Historical Replay (Original timestamps with acceleration)

npm run demo replay -- --file ./test-data.nt --acceleration 10

Real-time Frequency Streaming (Precise intervals starting now)

# Stream at 4Hz (every 250ms) for 30 seconds
npm run demo stream -- --file ./test-data.nt --frequency 4 --duration 30

# Or use the replay command with frequency option
npm run demo replay -- --file ./test-data.nt --frequency 4 --max-events 120

Bulk Upload (Entire dataset uploaded in batches)

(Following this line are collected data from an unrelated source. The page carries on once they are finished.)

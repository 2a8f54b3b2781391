//! Pushing frames to the panel

use xmag_hal::DisplayBus;

use crate::raster::Raster;

/// Send the whole of `frame` to the display, top row first
///
/// There is no dirty-region tracking; every call rewrites the full panel.
pub fn flush<B: DisplayBus + ?Sized>(frame: &Raster, bus: &mut B) {
    bus.begin_frame();
    bus.write_pixels(frame.as_raw());
}

#[cfg(test)]
mod tests {
    use super::*;
    use crate::pixel::Pixel;
    use alloc::vec::Vec;

    #[derive(Default)]
    struct RecordingBus {
        frames: u32,
        pixels: Vec<u16>,
    }

    impl DisplayBus for RecordingBus {
        fn begin_frame(&mut self) {
            self.frames += 1;
            self.pixels.clear();
        }

        fn write_pixel(&mut self, value: u16) {
            self.pixels.push(value);
        }
    }

    #[test]
    fn test_flush_row_major() {
        let mut frame = Raster::new(3, 2, Pixel::BLACK).unwrap();
        frame.set(2, 0, Pixel::RED);
        frame.set(0, 1, Pixel::BLUE);

        let mut bus = RecordingBus::default();
        flush(&frame, &mut bus);

        assert_eq!(bus.frames, 1);
        assert_eq!(bus.pixels, [0x0000, 0x0000, 0xF800, 0x001F, 0x0000, 0x0000]);
    }

    #[test]
    fn test_flush_always_full_frame() {
        let frame = Raster::new(4, 4, Pixel::WHITE).unwrap();
        let mut bus = RecordingBus::default();
        flush(&frame, &mut bus);
        flush(&frame, &mut bus);

        assert_eq!(bus.frames, 2);
        assert_eq!(bus.pixels.len(), 16);
    }
}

npm run demo bulk -- --file ./test-data.nt --batch-size 1000 --delay 100

GraphQL Real-time Subscriptions (Subscribe to live measurements)

# Subscribe to all measurements
npm run demo subscribe -- --url ws://localhost:8080/graphql --pod alice

# Subscribe to specific sensor measurements
npm run demo subscribe -- --url ws://localhost:8080/graphql --pod alice --sensor-id sensor-001

# Run the example script
npm run example:subscription [sensor-id]

Polling-based Subscriptions (Works with ClickHouse - no GraphQL required)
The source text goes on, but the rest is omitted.